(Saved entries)
* * * * * * * * *

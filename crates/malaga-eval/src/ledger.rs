//! Per-instrument trade ledger.

use crate::weights::PositionClass;
use malaga_traits::{AlphaKind, AlphaSet, Date, MalagaError, Panel, PricePanel, Result, Symbol};
use serde::{Deserialize, Serialize};
use std::fmt;

/// What happened to an instrument's position on a date.
#[derive(Debug, Clone, Copy, PartialEq, Eq, Hash, Serialize, Deserialize)]
#[serde(rename_all = "SCREAMING_SNAKE_CASE")]
pub enum Action {
    /// A long position was opened, possibly reversing a short.
    OpenLong,
    /// A short position was opened, possibly reversing a long.
    OpenShort,
    /// An open position was closed.
    Close,
    /// A long position was kept.
    HoldLong,
    /// A short position was kept.
    HoldShort,
    /// Flat before and after.
    Wait,
}

impl Action {
    /// Derives the action from the previous and current position class.
    #[must_use]
    pub const fn from_transition(previous: PositionClass, current: PositionClass) -> Self {
        match (previous, current) {
            (PositionClass::Long, PositionClass::Long) => Self::HoldLong,
            (PositionClass::Short, PositionClass::Short) => Self::HoldShort,
            (_, PositionClass::Long) => Self::OpenLong,
            (_, PositionClass::Short) => Self::OpenShort,
            (PositionClass::Flat, PositionClass::Flat) => Self::Wait,
            (_, PositionClass::Flat) => Self::Close,
        }
    }

    /// Label used in exported tables.
    #[must_use]
    pub const fn as_str(self) -> &'static str {
        match self {
            Self::OpenLong => "OPEN_LONG",
            Self::OpenShort => "OPEN_SHORT",
            Self::Close => "CLOSE",
            Self::HoldLong => "HOLD_LONG",
            Self::HoldShort => "HOLD_SHORT",
            Self::Wait => "WAIT",
        }
    }

    /// Whether the action opens a position.
    #[must_use]
    pub const fn is_open(self) -> bool {
        matches!(self, Self::OpenLong | Self::OpenShort)
    }
}

impl fmt::Display for Action {
    fn fmt(&self, f: &mut fmt::Formatter<'_>) -> fmt::Result {
        f.write_str(self.as_str())
    }
}

/// One (date, instrument) line of the ledger.
#[derive(Debug, Clone, PartialEq, Serialize, Deserialize)]
pub struct TradeRecord {
    /// Decision date.
    pub date: Date,
    /// Instrument.
    pub symbol: Symbol,
    /// Position change.
    pub action: Action,
    /// `floor(|weight| × capital / close)`, 0 without a usable close.
    pub shares: u64,
    /// Closing price, `None` when missing.
    pub close: Option<f64>,
    /// Effective target weight.
    pub weight: f64,
    /// Position class after the decision.
    pub position: PositionClass,
    /// Alpha scores in [`AlphaKind::ALL`] order, `None` when missing.
    pub scores: [Option<f64>; AlphaKind::COUNT],
}

/// Share count for a weight at a closing price.
#[must_use]
pub fn share_count(weight: f64, capital: f64, close: Option<f64>) -> u64 {
    match close {
        Some(price) if price > 0.0 && weight.is_finite() => {
            (weight.abs() * capital / price).floor() as u64
        }
        _ => 0,
    }
}

/// Builds the ledger from effective weights and position classes.
///
/// `weights` are the held weights and `positions` the held `{-1, 0, +1}`
/// classes, both on the price index. The class before the first date is
/// flat. Records are ordered by date, then symbol.
///
/// # Errors
///
/// Returns [`MalagaError::ShapeMismatch`] if any input is on another index.
pub fn build_ledger(
    weights: &Panel,
    positions: &Panel,
    prices: &PricePanel,
    alphas: &AlphaSet,
    capital: f64,
) -> Result<Vec<TradeRecord>> {
    let index = prices.panel();
    index.ensure_same_index(weights, "weights")?;
    index.ensure_same_index(positions, "positions")?;
    if alphas.dates() != index.dates() || alphas.symbols() != index.symbols() {
        return Err(MalagaError::ShapeMismatch(
            "alpha set is not on the price index".to_string(),
        ));
    }

    let (n_dates, n_symbols) = (index.n_dates(), index.n_symbols());
    let mut ledger = Vec::with_capacity(n_dates * n_symbols);
    let mut previous = vec![PositionClass::Flat; n_symbols];
    for (t, date) in index.dates().iter().enumerate() {
        for (i, symbol) in index.symbols().iter().enumerate() {
            let current = class_of(positions.get(t, i));
            let weight = weights.get(t, i).unwrap_or(0.0);
            let close = prices.get(t, i);
            ledger.push(TradeRecord {
                date: *date,
                symbol: symbol.clone(),
                action: Action::from_transition(previous[i], current),
                shares: share_count(weight, capital, close),
                close,
                weight,
                position: current,
                scores: AlphaKind::ALL.map(|kind| alphas.get(kind).get(t, i)),
            });
            previous[i] = current;
        }
    }
    Ok(ledger)
}

fn class_of(value: Option<f64>) -> PositionClass {
    match value {
        Some(v) if v > 0.0 => PositionClass::Long,
        Some(v) if v < 0.0 => PositionClass::Short,
        _ => PositionClass::Flat,
    }
}

/// Number of positions opened.
pub fn count_opens(ledger: &[TradeRecord]) -> usize {
    ledger.iter().filter(|r| r.action.is_open()).count()
}

/// Records of the last date whose action is not [`Action::Wait`].
pub fn latest_actions(ledger: &[TradeRecord]) -> Vec<&TradeRecord> {
    let Some(last) = ledger.iter().map(|r| r.date).max() else {
        return Vec::new();
    };
    ledger
        .iter()
        .filter(|r| r.date == last && r.action != Action::Wait)
        .collect()
}

#[cfg(test)]
mod tests {
    use super::*;
    use malaga_traits::date_range;
    use ndarray::{Array2, array};

    #[test]
    fn test_transitions() {
        use PositionClass::{Flat, Long, Short};
        assert_eq!(Action::from_transition(Flat, Long), Action::OpenLong);
        assert_eq!(Action::from_transition(Short, Long), Action::OpenLong);
        assert_eq!(Action::from_transition(Long, Short), Action::OpenShort);
        assert_eq!(Action::from_transition(Long, Flat), Action::Close);
        assert_eq!(Action::from_transition(Short, Flat), Action::Close);
        assert_eq!(Action::from_transition(Long, Long), Action::HoldLong);
        assert_eq!(Action::from_transition(Short, Short), Action::HoldShort);
        assert_eq!(Action::from_transition(Flat, Flat), Action::Wait);
        assert_eq!(Action::OpenShort.to_string(), "OPEN_SHORT");
    }

    #[test]
    fn test_share_count() {
        assert_eq!(share_count(0.5, 1e9, Some(100.0)), 5_000_000);
        assert_eq!(share_count(-0.25, 1000.0, Some(3.0)), 83);
        assert_eq!(share_count(0.5, 1e9, None), 0);
        assert_eq!(share_count(0.5, 1e9, Some(0.0)), 0);
    }

    #[test]
    fn test_build_ledger() {
        let dates = date_range(Date::from_ymd_opt(2024, 2, 1).unwrap(), 3);
        let symbols = vec!["AAA".to_string(), "BBB".to_string()];
        let panel = |values: Array2<f64>| Panel::new(dates.clone(), symbols.clone(), values).unwrap();

        let weights = panel(array![[0.5, -0.5], [0.5, -0.5], [0.0, 1.0]]);
        let positions = panel(array![[1.0, -1.0], [1.0, -1.0], [0.0, 1.0]]);
        let prices = PricePanel::new(
            dates.clone(),
            symbols.clone(),
            array![[10.0, 20.0], [11.0, f64::NAN], [12.0, 25.0]],
        )
        .unwrap();
        let scores = panel(Array2::from_elem((3, 2), 0.25));
        let alphas = AlphaSet::new(std::array::from_fn(|_| scores.clone())).unwrap();

        let ledger = build_ledger(&weights, &positions, &prices, &alphas, 1000.0).unwrap();
        assert_eq!(ledger.len(), 6);
        let actions: Vec<Action> = ledger.iter().map(|r| r.action).collect();
        assert_eq!(
            actions,
            vec![
                Action::OpenLong,
                Action::OpenShort,
                Action::HoldLong,
                Action::HoldShort,
                Action::Close,
                Action::OpenLong,
            ]
        );
        assert_eq!(ledger[0].shares, 50);
        assert_eq!(ledger[3].shares, 0);
        assert_eq!(ledger[3].close, None);
        assert_eq!(ledger[5].shares, 40);
        assert_eq!(ledger[5].scores, [Some(0.25); AlphaKind::COUNT]);
        assert_eq!(count_opens(&ledger), 3);

        let latest = latest_actions(&ledger);
        assert_eq!(latest.len(), 2);
        assert_eq!(latest[0].action, Action::Close);
    }
}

* * * * * * * * *

§ **Exercise instructions**
Copy range, inclusive: the line holding "matches!(self, Self::OpenLong |" to the line holding "if alphas.dates() != index.dates()". Reproduce exactly those lines of the records above and no others.

§ **Output for this exercise**
        matches!(self, Self::OpenLong | Self::OpenShort)
    }
}

impl fmt::Display for Action {
    fn fmt(&self, f: &mut fmt::Formatter<'_>) -> fmt::Result {
        f.write_str(self.as_str())
    }
}

/// One (date, instrument) line of the ledger.
#[derive(Debug, Clone, PartialEq, Serialize, Deserialize)]
pub struct TradeRecord {
    /// Decision date.
    pub date: Date,
    /// Instrument.
    pub symbol: Symbol,
    /// Position change.
    pub action: Action,
    /// `floor(|weight| × capital / close)`, 0 without a usable close.
    pub shares: u64,
    /// Closing price, `None` when missing.
    pub close: Option<f64>,
    /// Effective target weight.
    pub weight: f64,
    /// Position class after the decision.
    pub position: PositionClass,
    /// Alpha scores in [`AlphaKind::ALL`] order, `None` when missing.
    pub scores: [Option<f64>; AlphaKind::COUNT],
}

/// Share count for a weight at a closing price.
#[must_use]
pub fn share_count(weight: f64, capital: f64, close: Option<f64>) -> u64 {
    match close {
        Some(price) if price > 0.0 && weight.is_finite() => {
            (weight.abs() * capital / price).floor() as u64
        }
        _ => 0,
    }
}

/// Builds the ledger from effective weights and position classes.
///
/// `weights` are the held weights and `positions` the held `{-1, 0, +1}`
/// classes, both on the price index. The class before the first date is
/// flat. Records are ordered by date, then symbol.
///
/// # Errors
///
/// Returns [`MalagaError::ShapeMismatch`] if any input is on another index.
pub fn build_ledger(
    weights: &Panel,
    positions: &Panel,
    prices: &PricePanel,
    alphas: &AlphaSet,
    capital: f64,
) -> Result<Vec<TradeRecord>> {
    let index = prices.panel();
    index.ensure_same_index(weights, "weights")?;
    index.ensure_same_index(positions, "positions")?;
    if alphas.dates() != index.dates() || alphas.symbols() != index.symbols() {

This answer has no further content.